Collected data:
↓

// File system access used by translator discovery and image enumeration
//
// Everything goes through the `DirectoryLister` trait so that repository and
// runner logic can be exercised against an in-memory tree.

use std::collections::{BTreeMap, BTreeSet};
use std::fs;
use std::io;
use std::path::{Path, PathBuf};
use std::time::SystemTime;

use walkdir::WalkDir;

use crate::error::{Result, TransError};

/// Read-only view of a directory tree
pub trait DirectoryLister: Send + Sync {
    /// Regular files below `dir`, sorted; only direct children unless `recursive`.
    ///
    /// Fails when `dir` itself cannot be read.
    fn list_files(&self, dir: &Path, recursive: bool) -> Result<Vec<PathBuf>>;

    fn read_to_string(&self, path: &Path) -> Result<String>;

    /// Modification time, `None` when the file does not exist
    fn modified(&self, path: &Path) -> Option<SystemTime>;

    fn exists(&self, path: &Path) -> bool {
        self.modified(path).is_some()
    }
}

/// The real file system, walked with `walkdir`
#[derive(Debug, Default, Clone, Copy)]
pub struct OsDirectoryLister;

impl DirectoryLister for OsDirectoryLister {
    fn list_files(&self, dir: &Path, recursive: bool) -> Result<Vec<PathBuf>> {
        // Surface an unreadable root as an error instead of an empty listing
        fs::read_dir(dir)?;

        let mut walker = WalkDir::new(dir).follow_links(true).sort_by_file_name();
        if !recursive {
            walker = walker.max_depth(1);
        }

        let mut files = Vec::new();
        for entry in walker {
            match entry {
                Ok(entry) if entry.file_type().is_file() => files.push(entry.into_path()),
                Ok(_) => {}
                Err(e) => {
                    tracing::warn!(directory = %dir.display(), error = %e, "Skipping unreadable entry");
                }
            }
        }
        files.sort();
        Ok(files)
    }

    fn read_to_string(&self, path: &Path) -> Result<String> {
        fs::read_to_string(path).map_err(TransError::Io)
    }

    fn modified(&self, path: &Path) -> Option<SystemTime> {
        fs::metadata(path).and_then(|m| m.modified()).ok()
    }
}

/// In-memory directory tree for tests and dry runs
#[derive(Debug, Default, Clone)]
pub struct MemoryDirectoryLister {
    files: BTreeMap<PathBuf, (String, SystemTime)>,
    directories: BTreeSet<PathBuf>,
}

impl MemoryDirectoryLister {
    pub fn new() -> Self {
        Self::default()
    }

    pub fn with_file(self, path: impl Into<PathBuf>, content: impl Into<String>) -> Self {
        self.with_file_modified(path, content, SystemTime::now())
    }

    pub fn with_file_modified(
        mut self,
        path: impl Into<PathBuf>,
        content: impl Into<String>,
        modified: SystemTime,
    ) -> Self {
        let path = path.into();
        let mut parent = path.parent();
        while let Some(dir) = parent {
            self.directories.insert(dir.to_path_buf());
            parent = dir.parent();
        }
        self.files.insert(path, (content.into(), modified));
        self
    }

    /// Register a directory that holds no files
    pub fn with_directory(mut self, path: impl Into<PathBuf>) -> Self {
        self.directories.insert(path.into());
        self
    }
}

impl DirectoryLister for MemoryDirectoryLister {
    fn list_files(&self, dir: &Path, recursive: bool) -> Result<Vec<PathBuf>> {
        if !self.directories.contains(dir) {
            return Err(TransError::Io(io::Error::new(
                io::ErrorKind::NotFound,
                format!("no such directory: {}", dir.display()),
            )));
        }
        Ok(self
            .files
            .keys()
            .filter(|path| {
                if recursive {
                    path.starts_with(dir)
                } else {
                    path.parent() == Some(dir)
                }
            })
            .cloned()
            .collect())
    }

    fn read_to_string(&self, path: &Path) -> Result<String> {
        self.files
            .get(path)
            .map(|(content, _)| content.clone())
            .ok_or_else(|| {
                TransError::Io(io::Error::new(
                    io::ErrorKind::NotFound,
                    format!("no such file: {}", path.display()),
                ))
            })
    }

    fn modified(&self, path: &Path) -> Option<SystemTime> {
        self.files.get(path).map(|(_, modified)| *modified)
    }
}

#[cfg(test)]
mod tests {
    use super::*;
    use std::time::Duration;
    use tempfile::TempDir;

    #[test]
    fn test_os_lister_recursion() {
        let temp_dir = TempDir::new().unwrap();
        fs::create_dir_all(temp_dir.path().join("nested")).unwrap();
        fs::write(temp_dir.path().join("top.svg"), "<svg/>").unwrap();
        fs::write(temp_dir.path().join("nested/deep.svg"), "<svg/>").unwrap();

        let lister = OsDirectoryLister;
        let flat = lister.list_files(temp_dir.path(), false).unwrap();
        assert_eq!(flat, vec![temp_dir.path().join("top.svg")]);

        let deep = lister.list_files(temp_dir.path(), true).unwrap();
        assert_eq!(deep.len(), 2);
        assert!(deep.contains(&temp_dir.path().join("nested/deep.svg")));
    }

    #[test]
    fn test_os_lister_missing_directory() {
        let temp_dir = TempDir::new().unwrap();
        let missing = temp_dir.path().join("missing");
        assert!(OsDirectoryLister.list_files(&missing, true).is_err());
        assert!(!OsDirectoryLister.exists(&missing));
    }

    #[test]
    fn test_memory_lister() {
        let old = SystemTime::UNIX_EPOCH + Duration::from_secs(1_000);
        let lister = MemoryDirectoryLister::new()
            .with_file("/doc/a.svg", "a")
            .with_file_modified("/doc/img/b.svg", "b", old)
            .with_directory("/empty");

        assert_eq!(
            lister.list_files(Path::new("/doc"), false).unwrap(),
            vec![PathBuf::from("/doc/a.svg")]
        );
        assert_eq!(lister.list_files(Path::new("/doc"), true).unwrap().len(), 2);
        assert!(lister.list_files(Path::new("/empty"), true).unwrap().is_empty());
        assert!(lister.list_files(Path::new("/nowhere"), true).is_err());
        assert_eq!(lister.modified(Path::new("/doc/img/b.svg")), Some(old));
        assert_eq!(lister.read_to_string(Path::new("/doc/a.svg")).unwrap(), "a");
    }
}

↑

THE PROBLEM:
Wherever a line of the entries holds the string "unreadable", copy that line.

SOLUTION FOR THIS EXERCISE:
        // Surface an unreadable root as an error instead of an empty listing
                    tracing::warn!(directory = %dir.display(), error = %e, "Skipping unreadable entry");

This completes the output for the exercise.